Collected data

|---|

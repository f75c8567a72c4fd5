//! Generic editor (GED) panel.
//!
//! The panel edits one element at a time. Opening it resolves the element's
//! schema, builds the [`EditorModel`] and creates the controls; edits are
//! encoded by the controls and returned to the caller for dispatch.

use std::sync::Arc;

use eve_core::prelude::*;
use eve_core::{ColorIndex, Element, ElementId};

use crate::dispatch::{Invocation, InvocationTarget};
use crate::editor_model::{EditorModel, EditorModelBuilder};
use crate::schema::SchemaRegistry;
use crate::widget::{Control, ControlEvent, WidgetFactory};

/// Shared, read-only pieces needed to synthesise an editor.
#[derive(Debug, Clone)]
pub struct GedToolkit {
    pub registry: Arc<SchemaRegistry>,
    pub colors: Arc<ColorIndex>,
    pub factory: WidgetFactory,
}

impl GedToolkit {
    pub fn new(registry: Arc<SchemaRegistry>, colors: Arc<ColorIndex>, factory: WidgetFactory) -> Self {
        Self {
            registry,
            colors,
            factory,
        }
    }

    /// Build the editor model and controls for `element`.
    pub fn synthesize(&self, element: &Element) -> (EditorModel, Vec<Control>) {
        let schema = self.registry.resolve(&element.type_name);
        if schema.is_empty() {
            debug!("No editable properties for {}", element.type_name);
        }
        let model = EditorModelBuilder::new(&self.colors).build(element, &schema);
        let controls = self.factory.create_controls(&model);
        (model, controls)
    }
}

impl Default for GedToolkit {
    fn default() -> Self {
        Self::new(
            Arc::new(SchemaRegistry::eve_defaults()),
            Arc::new(ColorIndex::new()),
            WidgetFactory::default(),
        )
    }
}

/// Effect of [`GedPanel::show`].
#[derive(Debug, Clone, Copy, PartialEq, Eq)]
pub enum GedTransition {
    Opened,
    /// Already open on another node; now edits this one
    Switched,
    /// Same node pressed again
    Closed,
}

#[derive(Debug, Clone)]
struct GedSession {
    path: String,
    model: EditorModel,
    controls: Vec<Control>,
}

/// The editor panel state.
#[derive(Debug, Clone, Default)]
pub struct GedPanel {
    session: Option<GedSession>,
}

impl GedPanel {
    pub fn new() -> Self {
        Self::default()
    }

    pub fn is_visible(&self) -> bool {
        self.session.is_some()
    }

    /// Open the editor for the node at `path`, or toggle it closed.
    pub fn show(&mut self, path: &str, element: &Element, toolkit: &GedToolkit) -> GedTransition {
        let transition = match self.path().map(|open| open == path) {
            Some(true) => {
                self.close();
                return GedTransition::Closed;
            }
            Some(false) => GedTransition::Switched,
            None => GedTransition::Opened,
        };

        let (model, controls) = toolkit.synthesize(element);
        info!("Editing {} ({} controls)", model.title, controls.len());
        self.session = Some(GedSession {
            path: path.to_string(),
            model,
            controls,
        });
        transition
    }

    pub fn close(&mut self) {
        if let Some(session) = self.session.take() {
            debug!("Closed editor for element {}", session.model.element_id);
        }
    }

    /// Rebuild the editor if it is editing `element`.
    pub fn refresh(&mut self, element: &Element, toolkit: &GedToolkit) -> bool {
        let Some(session) = self.session.as_mut() else {
            return false;
        };
        if session.model.element_id != element.id {
            return false;
        }
        let (model, controls) = toolkit.synthesize(element);
        session.model = model;
        session.controls = controls;
        true
    }

    /// Id of the element being edited.
    pub fn editing(&self) -> Option<ElementId> {
        self.session.as_ref().map(|s| s.model.element_id)
    }

    pub fn path(&self) -> Option<&str> {
        self.session.as_ref().map(|s| s.path.as_str())
    }

    pub fn model(&self) -> Option<&EditorModel> {
        self.session.as_ref().map(|s| &s.model)
    }

    pub fn controls(&self) -> &[Control] {
        self.session.as_ref().map(|s| s.controls.as_slice()).unwrap_or_default()
    }

    /// Control built from record `index`.
    pub fn control_mut(&mut self, index: usize) -> Option<&mut Control> {
        self.session
            .as_mut()?
            .controls
            .iter_mut()
            .find(|c| c.index == index)
    }

    /// Invocation target of the edited element.
    pub fn target(&self) -> Option<InvocationTarget> {
        let model = &self.session.as_ref()?.model;
        Some(InvocationTarget::new(model.element_id, model.element_type.clone()))
    }

    /// Apply a control edit, returning the call to send.
    pub fn edit(&mut self, index: usize, event: &ControlEvent) -> Option<(Invocation, InvocationTarget)> {
        let target = self.target()?;
        let Some(control) = self.control_mut(index) else {
            warn!("No control {} in the open editor", index);
            return None;
        };
        let invocation = control.on_event(event)?;
        Some((invocation, target))
    }
}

|---|

ACTIVITY
Look through the entries above and count each line holding "else"; report the count alone.

SOLUTION FOR THIS PROBLEM
2